Formazione e tutorato nelle professioni sanitarie
La funzione ed il ruolo del tutor rivestono oggi una continua e fondamentale importanza. Il tutor nasce, non solo come supporto di ruolo e guida nell’orientamento di scelte e percorsi, ma si presenta, in ambito professionale, come sostegno per una brillante riuscita. Anche il pianeta salute esige oggi che questa figura, ormai presente in quasi tutti i settori, possa essere formata in modo tale da poter facilitare il passaggio delle conoscenze e competenze le quali, dopo una necessaria acquisizione da parte del soggetto, siano rese operative e disponibili nei reparti assistenziali di ambito clinico. Queste attività riguardano, di solito, la formazione continua, l’aggiornamento, la prevenzione e il tirocinio formativo. Per tutto ciò questo master nasce con l’intento di sviluppare il tutoraggio clinico in modo sempre più approfondito servendosi di strumenti di lavoro che lo rendano efficace ed indispensabile soprattutto dove la sua presenza lo richieda costantemente.
Obiettivi Formativi
Il Master si caratterizza come un percorso di formazione multiprofessionale per approfondire le conoscenze e abilità richiesti per un efficace insegnamento in contesti reali e diventare tutor in grado di supervisionare e motivare l’apprendimento di competenze professionali. Si propone di sviluppare competenze di progettazione, coordinamento e conduzione di processi formativi in ambito esperienziale – tirocinio e formazione sul campo- dell’area sanitaria, e di fare acquisire competenze tutoriali e di facilitazione all’apprendimento attraverso l’attivazione e la sperimentazione di modelli e metodi di tutoring.

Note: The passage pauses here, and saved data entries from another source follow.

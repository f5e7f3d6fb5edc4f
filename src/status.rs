use chrono::NaiveTime;

use crate::power::PowerReading;

/// Formats a time of day as a 12-hour clock with an AM/PM suffix and no
/// seconds field (e.g. `02:05 PM`).
pub fn clock_text(time: NaiveTime) -> String {
    time.format("%I:%M %p").to_string()
}

/// Builds the full overlay line from the clock and the latest power read.
///
/// Shapes:
/// * no reading      — `"<time> | Battery: n/a"`
/// * charging        — `"<time> | Battery: <P>% (Charging)"`
/// * on battery      — `"<time> | Battery: <P>% (<H> hrs <M> mins left)"`
/// * no OS estimate  — `"<time> | Battery: <P>%"`
pub fn status_line(time: NaiveTime, power: Option<&PowerReading>) -> String {
    let clock = clock_text(time);
    match power {
        Some(reading) => format!("{clock} | Battery: {}", battery_text(reading)),
        None => format!("{clock} | Battery: n/a"),
    }
}

fn battery_text(reading: &PowerReading) -> String {
    if reading.charging {
        return format!("{}% (Charging)", reading.percent);
    }
    match reading.remaining_secs {
        Some(secs) => {
            let hours = secs / 3600;
            let mins = (secs % 3600) / 60;
            format!("{}% ({} hrs {} mins left)", reading.percent, hours, mins)
        }
        None => format!("{}%", reading.percent),
    }
}

#[cfg(test)]
mod tests {
    use super::*;

    fn hm(hour: u32, min: u32) -> NaiveTime {
        NaiveTime::from_hms_opt(hour, min, 0).unwrap()
    }

    fn discharging(percent: u8, remaining_secs: u64) -> PowerReading {
        PowerReading {
            percent,
            charging: false,
            remaining_secs: Some(remaining_secs),
        }
    }

    #[test]
    fn charging_always_ends_with_charging_suffix() {
        for percent in 0..=100u8 {
            let reading = PowerReading {
                percent,
                charging: true,
                remaining_secs: Some(5400),
            };
            let line = status_line(hm(9, 30), Some(&reading));
            assert!(line.ends_with("(Charging)"), "got {line}");
            assert!(!line.contains("mins"), "got {line}");
        }
    }

    #[test]
    fn remaining_time_breaks_down_into_hours_and_minutes() {
        let cases = [
            (0u64, "0 hrs 0 mins"),
            (59, "0 hrs 0 mins"),
            (60, "0 hrs 1 mins"),
            (3599, "0 hrs 59 mins"),
            (3600, "1 hrs 0 mins"),
            (5400, "1 hrs 30 mins"),
            (86399, "23 hrs 59 mins"),
        ];
        for (secs, expected) in cases {
            let line = status_line(hm(9, 30), Some(&discharging(50, secs)));
            assert!(line.contains(expected), "secs={secs} got {line}");
            assert!(line.ends_with("left)"), "got {line}");
        }
    }

    #[test]
    fn example_afternoon_discharge() {
        let line = status_line(hm(14, 5), Some(&discharging(42, 5400)));
        assert_eq!(line, "02:05 PM | Battery: 42% (1 hrs 30 mins left)");
    }

    #[test]
    fn example_charging() {
        let reading = PowerReading {
            percent: 87,
            charging: true,
            remaining_secs: None,
        };
        let line = status_line(hm(9, 30), Some(&reading));
        assert_eq!(line, "09:30 AM | Battery: 87% (Charging)");
    }

    #[test]
    fn clock_is_twelve_hour_for_every_minute_of_day() {
        for minute_of_day in 0..1440u32 {
            let text = clock_text(hm(minute_of_day / 60, minute_of_day % 60));
            assert_eq!(text.len(), 8, "got {text}");
            assert!(text.ends_with("AM") || text.ends_with("PM"), "got {text}");
            assert_eq!(text.matches(':').count(), 1, "got {text}");
            let hour: u32 = text[..2].parse().unwrap();
            assert!((1..=12).contains(&hour), "got {text}");
        }
    }

    #[test]
    fn midnight_and_noon_render_as_twelve() {
        assert_eq!(clock_text(hm(0, 5)), "12:05 AM");
        assert_eq!(clock_text(hm(12, 0)), "12:00 PM");
    }

    #[test]
    fn missing_reading_renders_fallback() {
        assert_eq!(status_line(hm(9, 30), None), "09:30 AM | Battery: n/a");
    }

    #[test]
    fn missing_estimate_renders_percent_only() {
        let reading = PowerReading {
            percent: 42,
            charging: false,
            remaining_secs: None,
        };
        assert_eq!(
            status_line(hm(9, 30), Some(&reading)),
            "09:30 AM | Battery: 42%"
        );
    }
}
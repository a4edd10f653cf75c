//! Row normalization from SQLite values to JSON scalars.
//!
//! SQLite has no boolean type and the snapshot stores flags as integers,
//! so a fixed set of known flag columns is mapped to `bool`. Every other
//! column keeps its storage class: integers stay integers, text stays
//! text, blobs are read as UTF-8 text.

use rusqlite::types::ValueRef;
use serde_json::{Map, Number, Value};

/// One normalized result row, keyed by column name.
pub type Row = Map<String, Value>;

/// Canonical scalar kind a column is coerced to.
#[derive(Debug, Clone, Copy, PartialEq, Eq)]
pub enum ColumnKind {
    Bool,
    Passthrough,
}

/// Flag columns of the word table.
pub const BOOLEAN_COLUMNS: &[&str] = &["hasCard", "tracked", "isModern", "isPendingEnqueue", "isPendingApply"];

/// Column name to kind mapping applied to every fetched row.
#[derive(Debug, Clone)]
pub struct RowShape {
    booleans: &'static [&'static str],
}

impl RowShape {
    pub const fn new(booleans: &'static [&'static str]) -> Self {
        Self { booleans }
    }

    pub fn kind_of(&self, column: &str) -> ColumnKind {
        if self.booleans.contains(&column) {
            ColumnKind::Bool
        } else {
            ColumnKind::Passthrough
        }
    }

    pub fn coerce(&self, column: &str, raw: ValueRef<'_>) -> Value {
        let value = scalar(raw);
        match self.kind_of(column) {
            ColumnKind::Bool => to_bool(value),
            ColumnKind::Passthrough => value,
        }
    }
}

impl Default for RowShape {
    fn default() -> Self {
        Self::new(BOOLEAN_COLUMNS)
    }
}

fn scalar(raw: ValueRef<'_>) -> Value {
    match raw {
        ValueRef::Null => Value::Null,
        ValueRef::Integer(i) => Value::from(i),
        ValueRef::Real(f) => Number::from_f64(f).map(Value::Number).unwrap_or(Value::Null),
        ValueRef::Text(t) | ValueRef::Blob(t) => Value::String(String::from_utf8_lossy(t).into_owned()),
    }
}

fn to_bool(value: Value) -> Value {
    match value {
        Value::Number(n) => Value::Bool(n.as_f64().is_some_and(|f| f != 0.0)),
        Value::String(s) => Value::Bool(s == "1" || s.eq_ignore_ascii_case("true")),
        other => other,
    }
}
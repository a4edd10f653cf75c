pub mod api;
pub mod auth;
pub mod cache;
pub mod config;
pub mod error;
pub mod mirror;
pub mod paths;
pub mod remote;
pub mod session;
pub mod state;
pub mod words;

#[cfg(test)]
pub mod testing;
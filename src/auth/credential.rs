//! Renewable access credential.

use std::fmt;
use std::time::Duration;

use tokio::time::Instant;

use crate::remote::{MAX_EXPIRES_IN_SECS, RenewedToken, TokenGrant};

/// Safety margin subtracted from the nominal expiry.
pub const DEFAULT_CREDENTIAL_BUFFER: Duration = Duration::from_secs(5);

/// Access token + renewal token + nominal expiry. Lives only in memory.
#[derive(Clone, PartialEq, Eq)]
pub struct Credential {
    pub access_token: String,
    pub renewal_token: String,
    pub expires_at: Instant,
}

/// Lifetimes from any source are capped, so the addition cannot overflow.
fn expiry(now: Instant, expires_in_secs: u64) -> Instant {
    now + Duration::from_secs(expires_in_secs.min(MAX_EXPIRES_IN_SECS))
}

impl Credential {
    pub fn from_grant(grant: TokenGrant, now: Instant) -> Self {
        Self {
            access_token: grant.access_token,
            renewal_token: grant.renewal_token,
            expires_at: expiry(now, grant.expires_in_secs),
        }
    }

    /// Replace the access token in place; the renewal token is kept.
    pub fn apply_renewal(&mut self, renewed: RenewedToken, now: Instant) {
        self.access_token = renewed.access_token;
        self.expires_at = expiry(now, renewed.expires_in_secs);
    }

    /// True while `now < expires_at - buffer`.
    pub fn is_usable(&self, now: Instant, buffer: Duration) -> bool {
        !self.access_token.is_empty() && now.checked_add(buffer).is_some_and(|t| t < self.expires_at)
    }
}

// Tokens stay out of logs
impl fmt::Debug for Credential {
    fn fmt(&self, f: &mut fmt::Formatter<'_>) -> fmt::Result {
        f.debug_struct("Credential")
            .field("access_token", &"<redacted>")
            .field("renewal_token", &"<redacted>")
            .field("expires_at", &self.expires_at)
            .finish()
    }
}

#[cfg(test)]
mod tests {
    use super::*;

    fn grant(expires_in_secs: u64) -> TokenGrant {
        TokenGrant {
            access_token: "access-1".into(),
            renewal_token: "renew-1".into(),
            expires_in_secs,
        }
    }

    #[test]
    fn test_usable_until_buffer() {
        let now = Instant::now();
        let cred = Credential::from_grant(grant(60), now);
        let buffer = Duration::from_secs(5);

        assert!(cred.is_usable(now, buffer));
        assert!(cred.is_usable(now + Duration::from_secs(54), buffer));
        assert!(!cred.is_usable(now + Duration::from_secs(55), buffer));
        assert!(!cred.is_usable(now + Duration::from_secs(61), buffer));
    }

    #[test]
    fn test_empty_access_token_is_never_usable() {
        let now = Instant::now();
        let mut cred = Credential::from_grant(grant(3600), now);
        cred.access_token.clear();
        assert!(!cred.is_usable(now, Duration::ZERO));
    }

    #[test]
    fn test_renewal_keeps_renewal_token() {
        let now = Instant::now();
        let mut cred = Credential::from_grant(grant(10), now);
        let later = now + Duration::from_secs(8);
        cred.apply_renewal(
            RenewedToken { access_token: "access-2".into(), expires_in_secs: 3600 },
            later,
        );

        assert_eq!(cred.access_token, "access-2");
        assert_eq!(cred.renewal_token, "renew-1");
        assert_eq!(cred.expires_at, later + Duration::from_secs(3600));
    }

    #[test]
    fn test_huge_lifetime_is_capped() {
        let now = Instant::now();
        let mut cred = Credential::from_grant(grant(u64::MAX), now);
        assert_eq!(cred.expires_at, now + Duration::from_secs(MAX_EXPIRES_IN_SECS));

        cred.apply_renewal(
            RenewedToken { access_token: "access-2".into(), expires_in_secs: i64::MAX as u64 },
            now,
        );
        assert!(cred.is_usable(now, Duration::from_secs(5)));
        assert!(!cred.is_usable(now, Duration::MAX));
    }

    #[test]
    fn test_debug_redacts_tokens() {
        let cred = Credential::from_grant(grant(10), Instant::now());
        let shown = format!("{:?}", cred);
        assert!(!shown.contains("access-1"));
        assert!(!shown.contains("renew-1"));
    }
}
//! Error taxonomy for the session/mirror core.
//!
//! Each failure family has its own type so callers can tell a rejected
//! login from a flaky network or a corrupt snapshot. Cache misses are not
//! errors; `ResultCache::get` returns `None`.

use thiserror::Error;

/// Authentication failures. Always fatal to the session that hit them.
#[derive(Error, Debug, Clone, PartialEq, Eq)]
pub enum AuthError {
    #[error("invalid credentials")]
    InvalidCredentials,

    #[error("credential renewal failed: {0}")]
    RenewalFailed(String),
}

/// Failures talking to the remote services.
#[derive(Error, Debug, Clone)]
pub enum TransportError {
    #[error("request timed out")]
    Timeout,

    #[error("remote returned {status}: {body}")]
    Status { status: u16, body: String },

    #[error("network error: {0}")]
    Network(String),

    #[error("malformed remote response: {0}")]
    Decode(String),
}

impl TransportError {
    /// 401/403-class responses are answered with one forced renewal.
    pub fn is_unauthorized(&self) -> bool {
        matches!(self, TransportError::Status { status: 401 | 403, .. })
    }

    /// Rejections by the remote, as opposed to failures reaching it.
    pub fn is_rejection(&self) -> bool {
        matches!(self, TransportError::Status { status, .. } if (400..500).contains(status))
    }
}

impl From<reqwest::Error> for TransportError {
    fn from(err: reqwest::Error) -> Self {
        if err.is_timeout() {
            TransportError::Timeout
        } else if err.is_decode() {
            TransportError::Decode(err.to_string())
        } else {
            TransportError::Network(err.to_string())
        }
    }
}

/// A snapshot could not be turned into a usable mirror. The previous
/// mirror, if any, stays current.
#[derive(Error, Debug)]
pub enum InstallError {
    #[error("snapshot is not valid gzip data: {0}")]
    Decompress(std::io::Error),

    #[error("snapshot is empty")]
    Empty,

    #[error("failed to write mirror file: {0}")]
    Io(#[from] std::io::Error),

    #[error("snapshot is not a database file")]
    NotDatabase,

    #[error("snapshot is not a readable database: {0}")]
    Corrupt(#[from] rusqlite::Error),

    #[error("mirror store is closed")]
    Closed,
}

/// Query failures are surfaced as-is and never retried.
#[derive(Error, Debug)]
pub enum QueryError {
    #[error("query failed: {0}")]
    Sqlite(#[from] rusqlite::Error),

    #[error("row does not match expected shape: {0}")]
    Shape(#[from] serde_json::Error),
}

/// A write-back targeted a record the mirror does not contain.
#[derive(Error, Debug, Clone, PartialEq, Eq)]
#[error("record not found: {record}")]
pub struct NotFoundError {
    pub record: String,
}

/// Top-level error for every core operation.
#[derive(Error, Debug)]
pub enum Error {
    #[error(transparent)]
    Auth(#[from] AuthError),

    #[error(transparent)]
    Transport(#[from] TransportError),

    #[error(transparent)]
    Install(#[from] InstallError),

    #[error(transparent)]
    Query(#[from] QueryError),

    #[error(transparent)]
    NotFound(#[from] NotFoundError),

    #[error("mirror not ready")]
    NotReady,

    #[error("session closed")]
    SessionClosed,

    #[error("{0}")]
    InvalidInput(String),

    #[error("background task failed: {0}")]
    Task(String),
}

impl From<rusqlite::Error> for Error {
    fn from(err: rusqlite::Error) -> Self {
        Error::Query(QueryError::Sqlite(err))
    }
}

impl From<tokio::task::JoinError> for Error {
    fn from(err: tokio::task::JoinError) -> Self {
        Error::Task(err.to_string())
    }
}

impl Error {
    /// Errors that end the session and require a fresh login.
    pub fn is_fatal(&self) -> bool {
        matches!(self, Error::Auth(_) | Error::SessionClosed)
    }
}

pub type Result<T> = std::result::Result<T, Error>;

Il percorso intende fornire un approfondimento delle diverse forme di didattica tutoriale utilizzabili nella progettazione e conduzione di tirocini durante i corsi di laurea triennale abilitanti e Master delle professioni sanitarie e nella formazione sul campo quale strategia privilegiata di educazione continua in medicina.
Requisiti di Ammissione
Possono iscriversi al Master tutti coloro che sono in possesso dei requisiti di seguito elencati:
- Diploma di Laurea nelle classi delle Lauree in professioni sanitarie ai sensi del Decreto Interministeriale 2 aprile 2001:
- L/SNT1: Professioni sanitarie infermieristiche e professione sanitaria ostetrica.
- L/SNT2: Professioni sanitarie della riabilitazione.
- L/SNT3: Professioni sanitarie tecniche.
- L/SNT4: Professioni sanitarie della prevenzione.
- Laurea specialistica DM 509 in una delle seguenti classi:
- SNT_SPEC/1-Classe delle lauree specialistiche nelle scienze infermieristiche e ostetriche;
- SNT_SPEC/2-Classe delle lauree specialistiche nelle scienze delle professioni sanitarie della riabilitazione;
- SNT_SPEC/3-Classe delle lauree specialistiche nelle scienze delle professioni sanitarie tecniche;
- SNT_SPEC/4-Classe delle lauree specialistiche nelle scienze delle professioni sanitarie della prevenzione
- Laurea magistrale DM 270 in una delle seguenti classi:
- LM/SNT1-Scienze infermieristiche e ostetriche;
- LM/SNT2-Scienze riabilitative delle professioni sanitarie;
- LM/SNT3-Scienze delle professioni sanitarie tecniche;
- LM/SNT4-Scienze delle professioni sanitarie della prevenzione
- Diploma di Laurea in Medicina e Chirurgia o Odontoiatria e Protesi Dentaria (LM-41 e LM-46)
Ai sensi e per gli effetti dell’Art 1, punto 10 della Legge 08 gennaio 2002, n. 2, al corso possono essere ammessi anche coloro che sono in possesso di diplomi, conseguiti in base alla normativa precedente, dagli appartenenti alle professioni sanitarie di cui alle leggi 26 febbraio 1999, n. 42, e 10 agosto 2000, n. 251 e 01 febbraio 2006 n. 43, che risultino iscritti all’albo professionale, ove previsto.